A property was bought in roughly equal shares and conveyed into the man’s name in 1979 in anticipation of the reconciliation of parties who had divorced the preceding year. The reconciliation did not last long and in 1980 the man left his former wife and child in situ and did not return. In 2005 the court was asked to determine the proportion of the beneficial interests (the parties accepting that the beneficial interests were not the same as the legal ones) and to find or reject the contention that the man was stopped from evicting the woman during her lifetime on the basis of words said at the time of the purchase. The judge at first instance said:

‘I do accept that the [man] almost certainly said something to the [woman] which gave her the clear impression that, in whosever name the Property was purchased, she was going to be secure in the Property for however long she wished. The impression would thus be that in those circumstances, even if the relationship was not restored and the [man] left her, the [man] was not going to make any ‘claim’ to the Property, but that this would be in the sense of maintaining a claim to evict her and (as she then was) her child from it’

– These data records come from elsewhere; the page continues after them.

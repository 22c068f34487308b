use async_trait::async_trait;

use super::correlation::{with_correlation, CorrelationContext};
use super::relay_filter::InlineRelay;
use crate::error::{RelayError, StoreError};
use crate::events::capture_events_of;
use crate::messaging::InboundMessage;
use crate::store::{ConsumedMessage, ConsumedMessageStore, OutboxStore, UnitOfWork};

// ============================================================================
// Consumer Idempotency Filter
// ============================================================================
//
// Orchestrates, in ONE transaction:
//
//   ledger check → ledger insert → consumer (capture scope) → append events
//   → commit
//
// then publishes the captured events like the inline relay does.
//
// The (consumer_type, message_id) key is unique in the store. Two concurrent
// deliveries of the same message may both pass the check; the loser fails on
// insert or commit and is reported as a duplicate, with nothing committed.
//
// ============================================================================

/// A bus consumer that writes through the filter's transaction.
#[async_trait]
pub trait MessageConsumer<Tx: Send, M: Send + Sync + 'static>: Send + Sync {
    /// Stable name recorded in the ledger. Renaming it re-delivers history.
    fn consumer_type(&self) -> &str;

    async fn consume(&self, tx: &mut Tx, message: &InboundMessage<M>) -> anyhow::Result<()>;
}

#[derive(Debug, Clone, Copy, PartialEq, Eq)]
pub enum ConsumeOutcome {
    Processed,
    /// Already consumed by this consumer type; nothing was invoked or written.
    Duplicate,
}

pub struct IdempotentConsumer<S>
where
    S: OutboxStore + ConsumedMessageStore,
{
    relay: InlineRelay<S>,
}

impl<S> Clone for IdempotentConsumer<S>
where
    S: OutboxStore + ConsumedMessageStore,
{
    fn clone(&self) -> Self {
        Self {
            relay: self.relay.clone(),
        }
    }
}

impl<S> IdempotentConsumer<S>
where
    S: OutboxStore + ConsumedMessageStore,
{
    pub fn new(relay: InlineRelay<S>) -> Self {
        Self { relay }
    }

    /// Deliver `message` to `consumer` unless this consumer type already
    /// processed it.
    pub async fn handle<C, M>(
        &self,
        consumer: &C,
        message: &InboundMessage<M>,
    ) -> Result<ConsumeOutcome, RelayError>
    where
        C: MessageConsumer<S::Tx, M>,
        M: Send + Sync + 'static,
    {
        let ctx = CorrelationContext::for_message(
            consumer.consumer_type(),
            message.message_id,
            message.conversation_id,
            message.activity_context.as_deref(),
        );
        with_correlation(ctx, self.run(consumer, message)).await
    }

    async fn run<C, M>(
        &self,
        consumer: &C,
        message: &InboundMessage<M>,
    ) -> Result<ConsumeOutcome, RelayError>
    where
        C: MessageConsumer<S::Tx, M>,
        M: Send + Sync + 'static,
    {
        let store = self.relay.store();
        let key = ConsumedMessage::new(consumer.consumer_type(), message.message_id);
        let mut tx = store.begin().await?;

        if store.has_consumed(&mut tx, &key).await? || !store.record_consumed(&mut tx, &key).await? {
            self.rollback(tx).await;
            return Ok(self.duplicate(&key));
        }

        let (result, events) = capture_events_of(consumer.consume(&mut tx, message)).await;
        if let Err(e) = result {
            tracing::warn!(
                consumer_type = %key.consumer_type,
                error = %e,
                discarded_events = events.len(),
                "Consumer failed, message stays unconsumed"
            );
            self.rollback(tx).await;
            return Err(RelayError::Handler(e));
        }

        let pending = match self.relay.persist(&mut tx, &events).await {
            Ok(pending) => pending,
            Err(e) => {
                self.rollback(tx).await;
                return Err(e);
            }
        };

        match store.commit(tx).await {
            Ok(()) => {}
            Err(StoreError::LedgerConflict(reason)) => {
                tracing::debug!(reason = %reason, "Lost the race for the ledger row");
                return Ok(self.duplicate(&key));
            }
            Err(e) => return Err(e.into()),
        }

        if let Some(metrics) = self.relay.outbox().metrics() {
            metrics.record_consumed(&key.consumer_type, false);
        }
        tracing::debug!(
            consumer_type = %key.consumer_type,
            events = pending.len(),
            "Message consumed"
        );

        self.relay.publish_pending(pending).await;
        Ok(ConsumeOutcome::Processed)
    }

    fn duplicate(&self, key: &ConsumedMessage) -> ConsumeOutcome {
        tracing::info!(
            consumer_type = %key.consumer_type,
            message_id = %key.message_id,
            "⏭️  Skipping already consumed message"
        );
        if let Some(metrics) = self.relay.outbox().metrics() {
            metrics.record_consumed(&key.consumer_type, true);
        }
        ConsumeOutcome::Duplicate
    }

    async fn rollback(&self, tx: S::Tx) {
        if let Err(e) = self.relay.store().rollback(tx).await {
            tracing::error!(error = %e, "Failed to roll back transaction");
        }
    }
}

On the proportion point, the Court of Appeal upheld the first-instance decision that the intentions of the parties in relation to the beneficial ownership was 50:50

Turning to the argument concerning the woman’s continuing occupation, Lloyd LJ indicated that the above finding was crucial. At paragraph 42 he listed the factors which he felt indicated that the woman had acted on the man’s assurances to her disbenefit and found therefore that the minimum that Equity had to do to reflect the estoppel which arose therefrom was to bar the man from getting an order for sale against the house against the will or consent of the woman. No doubt the woman was content with that outcome and will be happy to see the matter drop there, but close analysis of that paragraph shows the reasoning to be flawed. I say so as the only act to the woman’s disbenefit which she took was to invest all of her savings in this property which then accumulated value. Since then she had had the considerable advantage of a similar investment from the man – entirely cost free – and so had effectively lived in twice the house she would otherwise have been able to afford and there is every chance that between 1980 and 2005 the accumulation of value in such a house as the parties owned would have been greater in percentage terms than a more modest property. Some disbenefit! I find it very, very difficult to accept this reasoning notwithstanding that the result (a 50:50 distribution but the man unable to enforce against the woman’s will) was right.

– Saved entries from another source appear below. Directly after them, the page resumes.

use async_trait::async_trait;
use chrono::{DateTime, Utc};
use tokio_util::sync::CancellationToken;

use super::PeriodicTask;
use crate::config::RelayConfig;
use crate::error::StoreError;
use crate::store::{Outbox, OutboxStore};

/// Deletes published outbox rows older than the retention window.
/// Unpublished rows are never touched, however old.
pub struct OutboxJanitor<S: OutboxStore> {
    outbox: Outbox<S>,
    retention: chrono::Duration,
}

impl<S: OutboxStore> OutboxJanitor<S> {
    pub fn new(outbox: Outbox<S>, retention: chrono::Duration) -> Self {
        Self { outbox, retention }
    }

    pub fn from_config(outbox: Outbox<S>, config: &RelayConfig) -> Self {
        Self::new(outbox, config.retention())
    }

    pub async fn sweep(&self) -> Result<u64, StoreError> {
        let cutoff = Utc::now()
            .checked_sub_signed(self.retention)
            .unwrap_or(DateTime::<Utc>::MIN_UTC);
        let deleted = self.outbox.delete_published_older_than(cutoff).await?;

        if let Some(metrics) = self.outbox.metrics() {
            metrics.record_janitor_sweep(deleted);
        }
        if deleted > 0 {
            tracing::info!(deleted, cutoff = %cutoff, "🧹 Purged published outbox rows");
        } else {
            tracing::debug!(cutoff = %cutoff, "Outbox janitor: no rows to purge");
        }

        Ok(deleted)
    }
}

#[async_trait]
impl<S: OutboxStore> PeriodicTask for OutboxJanitor<S> {
    fn name(&self) -> &'static str {
        "outbox-janitor"
    }

    async fn run_once(&self, _cancel: &CancellationToken) {
        if let Err(e) = self.sweep().await {
            tracing::error!(error = %e, "Outbox janitor: cleanup failed");
        }
    }
}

The alternative approach would be to consider that the finding of the first-instance judge plainly evidenced the intentions of the parties at the time of creating the trust (TOLATA s15(1)(a)) and the purposes for which the trust property was held (s15(1)(b)). s15 provides the matters which the court is to have regard when deciding on an application under the under-used s14(2)(a) concerning the exercise of trustees duties and freedoms. It may be that the court felt restrained as no application of that sort had been made, but one might have expected mention having been made of it.

I should declare an interest in that I recently used s13, 14(2)(a) and 15 to seek a Mescher-type order in a case involving unmarried joint tenants. The argument there was that the house had been bought as a family house to provide for the accommodation of the children during their minority. (i.e. the trust was established for that purpose) The court indicated its inclination to make such an order but adjourned for the parties to take stock and settle. I should be most interested to hear of any similar solutions encountered or devised by colleagues.